**Assigned task:** What lines of the listing include the string "unwrap"? Show them all.

**Supplied records:**
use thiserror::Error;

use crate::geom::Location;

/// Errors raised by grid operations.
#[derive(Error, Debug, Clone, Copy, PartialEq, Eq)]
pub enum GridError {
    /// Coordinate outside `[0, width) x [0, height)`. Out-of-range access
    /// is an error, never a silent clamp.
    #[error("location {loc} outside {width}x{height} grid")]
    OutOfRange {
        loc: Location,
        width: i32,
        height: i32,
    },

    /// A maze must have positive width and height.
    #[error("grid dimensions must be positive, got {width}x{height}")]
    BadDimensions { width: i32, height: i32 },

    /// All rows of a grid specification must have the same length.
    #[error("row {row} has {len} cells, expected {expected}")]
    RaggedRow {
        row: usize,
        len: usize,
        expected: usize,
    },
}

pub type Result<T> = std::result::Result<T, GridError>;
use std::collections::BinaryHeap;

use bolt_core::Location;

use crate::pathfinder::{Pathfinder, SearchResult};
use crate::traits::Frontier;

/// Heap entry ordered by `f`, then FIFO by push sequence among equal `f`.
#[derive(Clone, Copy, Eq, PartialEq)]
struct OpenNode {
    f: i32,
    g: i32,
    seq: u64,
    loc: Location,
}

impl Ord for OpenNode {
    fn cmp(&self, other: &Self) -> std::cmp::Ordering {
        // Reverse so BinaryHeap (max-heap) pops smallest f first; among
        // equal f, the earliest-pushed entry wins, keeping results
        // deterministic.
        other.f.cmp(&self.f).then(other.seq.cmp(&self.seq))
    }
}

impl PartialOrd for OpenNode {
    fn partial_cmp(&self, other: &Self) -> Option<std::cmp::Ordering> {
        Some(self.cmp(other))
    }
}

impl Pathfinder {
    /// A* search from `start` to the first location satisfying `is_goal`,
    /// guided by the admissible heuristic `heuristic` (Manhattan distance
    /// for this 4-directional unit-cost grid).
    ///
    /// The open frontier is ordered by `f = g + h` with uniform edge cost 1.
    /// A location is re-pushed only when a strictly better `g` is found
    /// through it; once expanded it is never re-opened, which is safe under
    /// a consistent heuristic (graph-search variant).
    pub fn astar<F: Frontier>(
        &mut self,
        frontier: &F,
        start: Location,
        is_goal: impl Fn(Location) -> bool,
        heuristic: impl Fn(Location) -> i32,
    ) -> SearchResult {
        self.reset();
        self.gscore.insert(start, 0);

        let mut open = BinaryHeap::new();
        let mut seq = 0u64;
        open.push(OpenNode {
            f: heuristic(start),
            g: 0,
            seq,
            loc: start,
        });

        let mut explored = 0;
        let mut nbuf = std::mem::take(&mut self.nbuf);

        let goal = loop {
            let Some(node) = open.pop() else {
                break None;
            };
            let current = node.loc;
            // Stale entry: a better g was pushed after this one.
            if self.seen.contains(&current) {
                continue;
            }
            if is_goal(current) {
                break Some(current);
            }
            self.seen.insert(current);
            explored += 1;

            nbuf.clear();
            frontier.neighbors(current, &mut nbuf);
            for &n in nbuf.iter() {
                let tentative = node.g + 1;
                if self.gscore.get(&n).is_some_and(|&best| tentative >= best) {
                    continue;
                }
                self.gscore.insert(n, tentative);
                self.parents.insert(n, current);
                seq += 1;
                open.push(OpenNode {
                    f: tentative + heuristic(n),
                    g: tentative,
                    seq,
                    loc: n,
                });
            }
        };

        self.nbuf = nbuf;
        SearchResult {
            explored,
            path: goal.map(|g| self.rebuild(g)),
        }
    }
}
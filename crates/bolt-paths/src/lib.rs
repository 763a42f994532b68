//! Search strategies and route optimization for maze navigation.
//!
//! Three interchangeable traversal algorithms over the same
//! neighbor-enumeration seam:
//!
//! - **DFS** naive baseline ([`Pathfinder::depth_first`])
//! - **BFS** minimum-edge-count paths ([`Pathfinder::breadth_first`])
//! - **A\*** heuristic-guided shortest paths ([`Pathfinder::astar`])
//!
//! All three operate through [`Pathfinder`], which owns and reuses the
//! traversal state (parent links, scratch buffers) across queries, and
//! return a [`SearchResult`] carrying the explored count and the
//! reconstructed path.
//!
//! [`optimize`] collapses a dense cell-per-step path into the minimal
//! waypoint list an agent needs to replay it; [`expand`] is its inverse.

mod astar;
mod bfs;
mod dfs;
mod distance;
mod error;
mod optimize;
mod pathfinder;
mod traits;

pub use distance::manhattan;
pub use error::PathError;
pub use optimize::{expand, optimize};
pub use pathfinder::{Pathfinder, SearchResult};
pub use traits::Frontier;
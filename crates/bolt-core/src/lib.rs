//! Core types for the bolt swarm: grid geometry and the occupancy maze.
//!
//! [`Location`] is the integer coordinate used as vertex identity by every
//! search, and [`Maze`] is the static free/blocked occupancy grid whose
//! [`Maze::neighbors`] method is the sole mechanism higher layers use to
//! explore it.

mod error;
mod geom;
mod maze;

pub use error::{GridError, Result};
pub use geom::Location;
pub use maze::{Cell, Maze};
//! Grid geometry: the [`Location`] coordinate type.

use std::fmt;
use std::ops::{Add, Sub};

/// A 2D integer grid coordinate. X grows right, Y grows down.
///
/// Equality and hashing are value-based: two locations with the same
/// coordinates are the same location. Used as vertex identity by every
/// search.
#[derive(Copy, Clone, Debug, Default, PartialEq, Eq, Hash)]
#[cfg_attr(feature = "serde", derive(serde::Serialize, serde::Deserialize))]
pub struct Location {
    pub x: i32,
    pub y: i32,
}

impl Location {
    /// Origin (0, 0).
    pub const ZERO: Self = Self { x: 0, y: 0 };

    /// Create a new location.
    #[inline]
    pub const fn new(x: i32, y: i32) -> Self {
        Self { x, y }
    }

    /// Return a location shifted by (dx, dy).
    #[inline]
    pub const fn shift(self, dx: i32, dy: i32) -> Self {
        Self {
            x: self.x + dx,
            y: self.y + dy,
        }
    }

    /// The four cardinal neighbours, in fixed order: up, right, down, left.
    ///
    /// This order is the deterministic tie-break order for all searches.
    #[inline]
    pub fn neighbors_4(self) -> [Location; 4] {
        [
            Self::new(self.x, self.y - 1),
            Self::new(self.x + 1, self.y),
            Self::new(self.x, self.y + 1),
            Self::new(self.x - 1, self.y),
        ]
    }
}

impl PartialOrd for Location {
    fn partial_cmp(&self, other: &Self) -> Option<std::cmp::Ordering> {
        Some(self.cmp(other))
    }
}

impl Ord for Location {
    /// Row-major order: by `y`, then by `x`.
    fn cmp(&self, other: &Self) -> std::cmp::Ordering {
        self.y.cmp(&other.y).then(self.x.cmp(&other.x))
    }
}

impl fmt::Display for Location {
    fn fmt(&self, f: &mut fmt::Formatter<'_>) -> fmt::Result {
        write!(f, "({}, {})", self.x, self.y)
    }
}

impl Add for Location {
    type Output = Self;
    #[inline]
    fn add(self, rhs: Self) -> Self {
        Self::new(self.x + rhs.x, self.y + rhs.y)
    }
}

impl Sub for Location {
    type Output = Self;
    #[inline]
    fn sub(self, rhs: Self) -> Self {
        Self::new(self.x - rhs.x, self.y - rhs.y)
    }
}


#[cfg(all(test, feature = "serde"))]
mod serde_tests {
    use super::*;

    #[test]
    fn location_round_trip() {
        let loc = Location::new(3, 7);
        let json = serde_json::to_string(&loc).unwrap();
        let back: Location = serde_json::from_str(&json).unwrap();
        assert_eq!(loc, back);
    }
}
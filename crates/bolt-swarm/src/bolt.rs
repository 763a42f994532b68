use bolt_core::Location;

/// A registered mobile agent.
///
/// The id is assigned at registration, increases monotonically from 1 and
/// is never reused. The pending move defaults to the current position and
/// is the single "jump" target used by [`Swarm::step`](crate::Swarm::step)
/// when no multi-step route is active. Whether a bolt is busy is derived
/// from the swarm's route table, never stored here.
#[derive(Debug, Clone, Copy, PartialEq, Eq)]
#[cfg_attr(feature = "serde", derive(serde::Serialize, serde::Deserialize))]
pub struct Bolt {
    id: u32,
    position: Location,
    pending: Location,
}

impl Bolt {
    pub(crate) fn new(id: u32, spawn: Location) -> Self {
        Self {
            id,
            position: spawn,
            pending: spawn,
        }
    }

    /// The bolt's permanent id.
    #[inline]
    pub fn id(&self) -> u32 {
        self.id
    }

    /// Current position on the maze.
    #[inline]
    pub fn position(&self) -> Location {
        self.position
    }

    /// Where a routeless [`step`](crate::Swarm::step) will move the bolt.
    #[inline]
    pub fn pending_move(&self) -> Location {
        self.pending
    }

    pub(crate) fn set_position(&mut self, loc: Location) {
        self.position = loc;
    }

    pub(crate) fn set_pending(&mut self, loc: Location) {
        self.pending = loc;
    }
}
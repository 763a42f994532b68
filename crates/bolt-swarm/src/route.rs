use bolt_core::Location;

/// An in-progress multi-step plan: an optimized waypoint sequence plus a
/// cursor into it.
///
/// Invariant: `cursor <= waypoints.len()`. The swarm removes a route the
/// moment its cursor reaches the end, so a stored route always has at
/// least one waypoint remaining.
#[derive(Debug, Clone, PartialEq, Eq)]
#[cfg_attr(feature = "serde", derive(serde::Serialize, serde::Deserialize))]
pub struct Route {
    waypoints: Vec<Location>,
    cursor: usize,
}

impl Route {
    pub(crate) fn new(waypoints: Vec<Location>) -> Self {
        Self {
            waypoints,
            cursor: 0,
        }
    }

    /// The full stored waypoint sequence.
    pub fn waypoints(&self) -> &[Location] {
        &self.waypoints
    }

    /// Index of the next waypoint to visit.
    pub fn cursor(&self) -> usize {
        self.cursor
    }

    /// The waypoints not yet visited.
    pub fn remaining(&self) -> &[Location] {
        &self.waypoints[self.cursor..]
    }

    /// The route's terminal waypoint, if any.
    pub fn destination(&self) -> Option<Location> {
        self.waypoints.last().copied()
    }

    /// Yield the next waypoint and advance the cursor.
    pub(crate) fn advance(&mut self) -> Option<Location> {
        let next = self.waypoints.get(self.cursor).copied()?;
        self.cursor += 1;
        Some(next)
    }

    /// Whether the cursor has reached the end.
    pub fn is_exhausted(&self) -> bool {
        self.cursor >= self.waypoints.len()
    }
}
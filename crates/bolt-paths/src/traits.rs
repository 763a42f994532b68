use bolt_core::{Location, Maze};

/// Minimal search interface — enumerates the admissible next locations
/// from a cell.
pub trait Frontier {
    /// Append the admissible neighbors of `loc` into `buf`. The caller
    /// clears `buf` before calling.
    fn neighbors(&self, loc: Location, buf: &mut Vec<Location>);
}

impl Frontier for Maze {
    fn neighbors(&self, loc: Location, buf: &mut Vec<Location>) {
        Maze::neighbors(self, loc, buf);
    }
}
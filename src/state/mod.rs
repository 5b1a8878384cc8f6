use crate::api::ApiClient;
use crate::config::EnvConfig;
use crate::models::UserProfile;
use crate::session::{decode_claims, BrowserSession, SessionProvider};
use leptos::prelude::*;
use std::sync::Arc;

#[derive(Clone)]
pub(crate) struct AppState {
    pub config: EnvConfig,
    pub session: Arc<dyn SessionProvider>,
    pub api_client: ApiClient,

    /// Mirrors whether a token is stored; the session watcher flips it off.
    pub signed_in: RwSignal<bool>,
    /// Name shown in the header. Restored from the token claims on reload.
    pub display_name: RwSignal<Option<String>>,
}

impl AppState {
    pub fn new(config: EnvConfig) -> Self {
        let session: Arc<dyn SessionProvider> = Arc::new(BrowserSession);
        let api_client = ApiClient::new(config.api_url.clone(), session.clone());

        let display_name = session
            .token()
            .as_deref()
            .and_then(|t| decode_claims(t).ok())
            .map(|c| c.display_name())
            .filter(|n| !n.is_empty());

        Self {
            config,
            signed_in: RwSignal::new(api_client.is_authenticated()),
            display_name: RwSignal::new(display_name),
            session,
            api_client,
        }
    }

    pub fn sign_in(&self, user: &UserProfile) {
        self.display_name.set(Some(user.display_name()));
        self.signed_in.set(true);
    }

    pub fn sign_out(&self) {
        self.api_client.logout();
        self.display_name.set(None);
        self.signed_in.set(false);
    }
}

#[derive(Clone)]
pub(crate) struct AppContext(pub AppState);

**The completed task:**
        let json = serde_json::to_string(&loc).unwrap();
        let back: Location = serde_json::from_str(&json).unwrap();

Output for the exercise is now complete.